Thirty percent of patients with metastatic triple-negative breast cancer (TNBC) responded to the experimental therapy sacituzumab govitecan after failing to respond to other treatments, according to Phase 2 trial results.
Other measures of its effectiveness included the length of time patients responded to treatment, overall patient survival rate, and time to progression. The therapy was also well-tolerated, the team added.
The study, “Efficacy and Safety of Anti-Trop-2 Antibody Drug Conjugate Sacituzumab Govitecan (IMMU-132) in Heavily Pretreated Patients With Metastatic Triple-Negative Breast Cancer,” was published in the Journal of Clinical Oncology.
Sacituzumab govitecan is an antibody-drug conjugate composed of an anti-TROP-2 antibody linked to a toxic payload, SN-38.
TNBC patients, whose tumors lack estrogen and progesterone receptors and do not over-express HER2, lack targeted therapies.

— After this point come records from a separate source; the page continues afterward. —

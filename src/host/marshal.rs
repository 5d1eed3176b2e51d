// Copyright (c) 2025 Steve Wagner (ciroque@live.com)
// SPDX-License-Identifier: MIT

//! Argument marshalling
//!
//! Converts raw textual arguments into values of the function's declared
//! parameter types, failing fast on arity or type errors:
//!
//! - `i32`/`i64`: base-10 signed integers with an optional sign; overflow and
//!   fractional text are rejected
//! - `f32`/`f64`: decimal or scientific notation, plus `inf`, `-inf` and
//!   `nan`; finite text too large for the type is rejected as overflow
//!
//! Surrounding whitespace is never trimmed.

use crate::errors::{HostError, HostResult};
use crate::host::resolver::ExportHandle;
use crate::host::types::ValueType;
use crate::host::values::TypedArgument;

/// Marshals `raw_args` against the parameters of `handle`.
///
/// # Errors
/// - `KindMismatch` if `handle` is not a function
/// - `ArityMismatch` if the argument count differs from the parameter count
/// - `TypeMismatch` for the first argument that does not parse
pub fn marshal<S: AsRef<str>>(
    handle: &ExportHandle<'_>,
    raw_args: &[S],
) -> HostResult<Vec<TypedArgument>> {
    let signature = handle.require_function()?;

    if raw_args.len() != signature.params.len() {
        return Err(HostError::ArityMismatch {
            expected: signature.params.len(),
            actual: raw_args.len(),
        });
    }

    signature
        .params
        .iter()
        .zip(raw_args)
        .enumerate()
        .map(|(index, (ty, raw))| {
            let raw = raw.as_ref();
            parse_value(raw, *ty).ok_or_else(|| HostError::TypeMismatch {
                index,
                expected: *ty,
                raw: raw.to_string(),
            })
        })
        .collect()
}

/// Parses `raw` as a value of type `ty` using its canonical textual form.
///
/// Returns `None` when the text is not a valid value of that type, and always
/// for `v128` and reference types.
pub fn parse_value(raw: &str, ty: ValueType) -> Option<TypedArgument> {
    match ty {
        ValueType::I32 => raw.parse::<i32>().ok().map(TypedArgument::I32),
        ValueType::I64 => raw.parse::<i64>().ok().map(TypedArgument::I64),
        ValueType::F32 => parse_float::<f32>(raw).map(TypedArgument::F32),
        ValueType::F64 => parse_float::<f64>(raw).map(TypedArgument::F64),
        ValueType::V128 | ValueType::Ref => None,
    }
}

trait Float: std::str::FromStr + Copy {
    fn is_infinite(self) -> bool;
}

impl Float for f32 {
    fn is_infinite(self) -> bool {
        f32::is_infinite(self)
    }
}

impl Float for f64 {
    fn is_infinite(self) -> bool {
        f64::is_infinite(self)
    }
}

fn parse_float<F: Float>(raw: &str) -> Option<F> {
    let value = raw.parse::<F>().ok()?;

    // Finite text that rounds to infinity overflowed the type.
    if value.is_infinite() && !raw.to_ascii_lowercase().contains("inf") {
        return None;
    }

    Some(value)
}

Chemotherapy is the current standard of care, but only 15 to 20 percent of patients with metastatic disease respond to it.
“This approach may represent a new therapy paradigm for this difficult-to-treat disease, which is typically associated with an aggressive tumor biology and poor survival,” Aditya Bardia, MD, MPH, of the Massachusetts General Hospital (MGH) Cancer Center, said in a press release. He was the study’s lead author.

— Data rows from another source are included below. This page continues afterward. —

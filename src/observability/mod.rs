// Copyright (c) 2025 Steve Wagner (ciroque@live.com)
// SPDX-License-Identifier: MIT

//! Observability module for structured logging.
//!
//! All diagnostic and operational log lines are built from the message types
//! in [`messages`] and emitted through `tracing`. The binary installs a
//! `tracing-subscriber` formatter filtered by `RUST_LOG`.
//!
//! # Usage
//!
//! ```rust
//! use wasm_invoker::observability::messages::module::ModuleLoadFailed;
//!
//! let error = std::io::Error::new(std::io::ErrorKind::Other, "test error");
//! let msg = ModuleLoadFailed {
//!     source: "math.wasm",
//!     error: &error,
//! };
//!
//! tracing::error!("{}", msg);
//! ```

pub mod messages;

Sacituzumab govitecan has shown promise as a breast cancer therapy. It displayed high anti-tumor activity in preclinical models, and did not harm healthy cells.
The therapy also got good marks in a Phase 1 clinical trial with previously treated metastatic TNBC patients. It achieved a 29 percent objective response rate — that is, 29 percent of patients responded to it partially or completely. The median duration of response was 10.8 months, and patients’ overall survival rate was 18.8 months.
The 69 patients in the single-arm, multicenter Phase 2 trial of sacituzumab govitecan had relapsed or refractory metastatic TNBC. They received a median of five previous therapies before doctors administered sacituzumab govitecan.
The study’s primary endpoints, or measuring sticks, were objective response rate and safety. The secondary endpoints were overall survival and progression-free survival.
After a median follow-up of 16.6 months, 30 percent of patients had responded to treatment. Two had complete responses and 19 partial responses.
The median duration of response was 8.9 months, although three patients responded for nearly 20 months.
The median overall survival rate of the study participants was 16.6 months, considerably longer than the 10 to 13 months of most metastatic TNBC patients. The participants’ median progression-free survival was six months, compared with 3.5 months in trials of standard treatments for metastatic TNBC.
Side effects, which included nausea, hair loss, and low levels of white blood cells, were generally moderate and manageable with supportive therapy.
“We saw very encouraging responses that were early and durable in patients who had been heavily pre-treated with an average of five prior therapies since diagnosis. The major toxicities of this drug are manageable, which means it can be given repeatedly,” said Bardia, an assistant professor of Medicine at Harvard Medical School. “It now needs to be studied in patients with early-stage disease, in combination with other drugs and to treat patients with other forms of breast cancer.”